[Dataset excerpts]

________________________________________

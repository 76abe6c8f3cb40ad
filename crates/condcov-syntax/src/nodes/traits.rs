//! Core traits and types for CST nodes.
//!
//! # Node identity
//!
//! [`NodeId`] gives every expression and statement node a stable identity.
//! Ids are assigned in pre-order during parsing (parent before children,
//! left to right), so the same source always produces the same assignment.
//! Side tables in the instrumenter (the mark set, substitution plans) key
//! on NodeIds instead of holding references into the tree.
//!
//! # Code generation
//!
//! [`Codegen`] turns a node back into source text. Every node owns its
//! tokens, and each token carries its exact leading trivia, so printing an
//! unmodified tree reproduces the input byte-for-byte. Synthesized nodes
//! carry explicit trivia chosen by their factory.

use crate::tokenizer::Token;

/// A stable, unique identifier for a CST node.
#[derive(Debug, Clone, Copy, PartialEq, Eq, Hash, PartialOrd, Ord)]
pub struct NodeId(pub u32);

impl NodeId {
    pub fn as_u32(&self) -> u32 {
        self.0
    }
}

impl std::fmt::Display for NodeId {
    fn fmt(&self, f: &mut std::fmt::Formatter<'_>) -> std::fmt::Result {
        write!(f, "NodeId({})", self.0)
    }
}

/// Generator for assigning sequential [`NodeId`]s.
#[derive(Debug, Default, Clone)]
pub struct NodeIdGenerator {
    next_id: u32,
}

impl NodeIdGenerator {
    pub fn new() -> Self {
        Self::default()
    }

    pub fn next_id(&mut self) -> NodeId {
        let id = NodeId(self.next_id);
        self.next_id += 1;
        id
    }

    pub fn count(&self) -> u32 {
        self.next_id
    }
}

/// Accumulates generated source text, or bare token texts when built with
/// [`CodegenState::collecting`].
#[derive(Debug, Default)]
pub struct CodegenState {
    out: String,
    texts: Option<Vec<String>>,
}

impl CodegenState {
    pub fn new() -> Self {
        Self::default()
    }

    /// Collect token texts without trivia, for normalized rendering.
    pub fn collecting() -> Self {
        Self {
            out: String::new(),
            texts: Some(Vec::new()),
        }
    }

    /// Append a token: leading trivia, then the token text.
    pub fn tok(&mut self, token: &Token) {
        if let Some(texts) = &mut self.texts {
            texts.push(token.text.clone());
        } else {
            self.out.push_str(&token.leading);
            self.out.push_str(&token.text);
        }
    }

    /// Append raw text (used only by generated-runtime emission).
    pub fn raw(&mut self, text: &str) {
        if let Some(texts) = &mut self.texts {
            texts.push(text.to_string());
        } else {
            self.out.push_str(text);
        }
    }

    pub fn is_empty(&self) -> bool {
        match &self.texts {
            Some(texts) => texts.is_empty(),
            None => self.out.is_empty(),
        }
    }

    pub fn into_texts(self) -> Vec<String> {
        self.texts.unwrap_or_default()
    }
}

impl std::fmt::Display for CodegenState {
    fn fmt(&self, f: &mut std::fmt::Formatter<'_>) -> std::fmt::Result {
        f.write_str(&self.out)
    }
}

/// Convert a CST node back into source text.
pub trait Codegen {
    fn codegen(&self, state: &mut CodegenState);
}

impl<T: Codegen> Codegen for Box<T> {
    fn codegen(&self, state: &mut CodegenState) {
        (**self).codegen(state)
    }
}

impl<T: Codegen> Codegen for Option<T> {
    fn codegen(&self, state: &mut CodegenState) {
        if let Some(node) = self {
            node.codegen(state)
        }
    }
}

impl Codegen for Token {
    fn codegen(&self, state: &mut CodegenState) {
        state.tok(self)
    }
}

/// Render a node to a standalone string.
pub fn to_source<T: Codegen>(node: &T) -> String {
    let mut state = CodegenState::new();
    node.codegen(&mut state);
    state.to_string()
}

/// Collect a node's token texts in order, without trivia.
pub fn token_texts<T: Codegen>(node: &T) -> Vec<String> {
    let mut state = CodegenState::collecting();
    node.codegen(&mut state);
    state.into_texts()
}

________________________________________

● Exercise brief: What is asked for is an exact copy of the lines above from the one containing "node owns its" through the one containing "impl std::fmt::Display for NodeId", and only those.

● Response for this exercise:
//! [`Codegen`] turns a node back into source text. Every node owns its
//! tokens, and each token carries its exact leading trivia, so printing an
//! unmodified tree reproduces the input byte-for-byte. Synthesized nodes
//! carry explicit trivia chosen by their factory.

use crate::tokenizer::Token;

/// A stable, unique identifier for a CST node.
#[derive(Debug, Clone, Copy, PartialEq, Eq, Hash, PartialOrd, Ord)]
pub struct NodeId(pub u32);

impl NodeId {
    pub fn as_u32(&self) -> u32 {
        self.0
    }
}

impl std::fmt::Display for NodeId {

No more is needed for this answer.